__Given data__:
——————
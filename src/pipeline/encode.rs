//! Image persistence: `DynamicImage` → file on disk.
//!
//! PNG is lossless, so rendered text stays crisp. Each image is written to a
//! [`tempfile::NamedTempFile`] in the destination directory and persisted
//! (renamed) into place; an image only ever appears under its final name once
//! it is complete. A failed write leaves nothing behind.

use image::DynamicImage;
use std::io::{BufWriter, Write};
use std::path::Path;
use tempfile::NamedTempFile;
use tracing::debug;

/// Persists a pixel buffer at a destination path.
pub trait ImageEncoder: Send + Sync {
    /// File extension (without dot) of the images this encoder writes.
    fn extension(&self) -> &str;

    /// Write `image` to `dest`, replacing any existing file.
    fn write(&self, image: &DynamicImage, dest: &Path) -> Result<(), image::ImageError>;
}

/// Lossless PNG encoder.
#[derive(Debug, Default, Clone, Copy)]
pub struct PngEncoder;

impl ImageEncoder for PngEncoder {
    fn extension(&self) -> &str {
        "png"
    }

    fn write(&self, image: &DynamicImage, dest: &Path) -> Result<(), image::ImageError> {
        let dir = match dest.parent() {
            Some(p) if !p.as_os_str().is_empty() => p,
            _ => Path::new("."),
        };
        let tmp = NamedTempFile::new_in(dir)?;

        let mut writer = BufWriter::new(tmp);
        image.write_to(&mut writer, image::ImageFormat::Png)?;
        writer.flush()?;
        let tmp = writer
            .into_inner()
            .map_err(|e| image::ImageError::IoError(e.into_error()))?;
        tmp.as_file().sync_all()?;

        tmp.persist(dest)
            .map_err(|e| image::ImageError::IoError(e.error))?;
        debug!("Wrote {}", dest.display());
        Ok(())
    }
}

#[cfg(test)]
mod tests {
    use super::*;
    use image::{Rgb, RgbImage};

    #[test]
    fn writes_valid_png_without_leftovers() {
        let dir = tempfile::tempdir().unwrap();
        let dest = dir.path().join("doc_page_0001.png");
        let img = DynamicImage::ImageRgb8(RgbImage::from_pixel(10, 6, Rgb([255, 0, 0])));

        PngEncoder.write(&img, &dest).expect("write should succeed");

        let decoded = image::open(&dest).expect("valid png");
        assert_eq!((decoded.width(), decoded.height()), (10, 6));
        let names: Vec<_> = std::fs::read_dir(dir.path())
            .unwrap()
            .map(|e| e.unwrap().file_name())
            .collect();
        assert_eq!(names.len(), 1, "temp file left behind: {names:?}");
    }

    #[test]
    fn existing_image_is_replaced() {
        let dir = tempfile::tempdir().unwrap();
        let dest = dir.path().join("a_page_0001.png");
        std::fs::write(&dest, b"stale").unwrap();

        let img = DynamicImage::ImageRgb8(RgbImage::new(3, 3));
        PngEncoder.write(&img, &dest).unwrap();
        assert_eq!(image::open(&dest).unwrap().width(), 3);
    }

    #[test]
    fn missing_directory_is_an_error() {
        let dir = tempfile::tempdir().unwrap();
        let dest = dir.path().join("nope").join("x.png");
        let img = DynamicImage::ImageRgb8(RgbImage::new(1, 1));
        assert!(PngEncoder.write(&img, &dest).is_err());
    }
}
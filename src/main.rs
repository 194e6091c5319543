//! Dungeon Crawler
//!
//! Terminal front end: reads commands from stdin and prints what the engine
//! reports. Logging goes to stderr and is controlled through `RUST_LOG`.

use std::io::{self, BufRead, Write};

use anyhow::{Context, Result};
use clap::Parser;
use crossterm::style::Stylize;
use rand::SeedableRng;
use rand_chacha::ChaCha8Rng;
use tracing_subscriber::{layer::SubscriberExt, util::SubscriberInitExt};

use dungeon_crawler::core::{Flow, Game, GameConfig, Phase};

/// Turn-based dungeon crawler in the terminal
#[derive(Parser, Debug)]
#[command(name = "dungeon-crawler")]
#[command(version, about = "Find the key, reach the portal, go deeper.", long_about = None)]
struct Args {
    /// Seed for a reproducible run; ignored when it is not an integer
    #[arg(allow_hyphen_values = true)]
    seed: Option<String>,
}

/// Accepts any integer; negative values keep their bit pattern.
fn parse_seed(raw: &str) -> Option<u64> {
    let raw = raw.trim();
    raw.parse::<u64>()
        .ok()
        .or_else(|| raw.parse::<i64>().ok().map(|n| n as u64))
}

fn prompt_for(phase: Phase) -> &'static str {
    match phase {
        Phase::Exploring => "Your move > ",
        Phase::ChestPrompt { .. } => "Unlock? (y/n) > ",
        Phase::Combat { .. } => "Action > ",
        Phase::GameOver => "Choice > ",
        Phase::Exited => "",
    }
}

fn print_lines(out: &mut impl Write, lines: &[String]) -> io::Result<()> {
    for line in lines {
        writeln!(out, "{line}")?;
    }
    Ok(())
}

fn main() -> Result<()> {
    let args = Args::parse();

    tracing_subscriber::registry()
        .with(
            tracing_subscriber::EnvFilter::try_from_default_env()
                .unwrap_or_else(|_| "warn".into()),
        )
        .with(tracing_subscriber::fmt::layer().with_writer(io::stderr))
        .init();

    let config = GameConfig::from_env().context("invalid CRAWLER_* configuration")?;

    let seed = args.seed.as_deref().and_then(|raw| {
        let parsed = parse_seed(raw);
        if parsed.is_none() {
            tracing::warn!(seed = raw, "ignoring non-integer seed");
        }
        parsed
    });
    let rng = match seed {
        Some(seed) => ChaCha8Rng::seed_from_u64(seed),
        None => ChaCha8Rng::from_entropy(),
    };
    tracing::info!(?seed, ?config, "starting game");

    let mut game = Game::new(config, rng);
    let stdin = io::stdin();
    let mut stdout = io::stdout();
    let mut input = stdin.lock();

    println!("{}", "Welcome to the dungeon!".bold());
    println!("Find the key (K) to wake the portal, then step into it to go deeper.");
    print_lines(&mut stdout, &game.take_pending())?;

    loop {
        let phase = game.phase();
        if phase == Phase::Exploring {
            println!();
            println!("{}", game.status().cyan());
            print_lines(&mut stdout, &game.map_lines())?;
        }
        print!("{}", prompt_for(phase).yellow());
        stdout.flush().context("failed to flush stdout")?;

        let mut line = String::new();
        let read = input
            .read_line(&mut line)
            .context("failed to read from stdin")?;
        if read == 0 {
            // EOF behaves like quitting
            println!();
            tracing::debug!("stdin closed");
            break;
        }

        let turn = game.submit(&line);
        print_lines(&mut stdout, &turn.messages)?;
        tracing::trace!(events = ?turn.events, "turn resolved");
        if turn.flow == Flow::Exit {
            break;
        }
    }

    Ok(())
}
——————
__What the task requires__: Give only the number of lines in the records that include the word "self".

__Solution for this task__: 5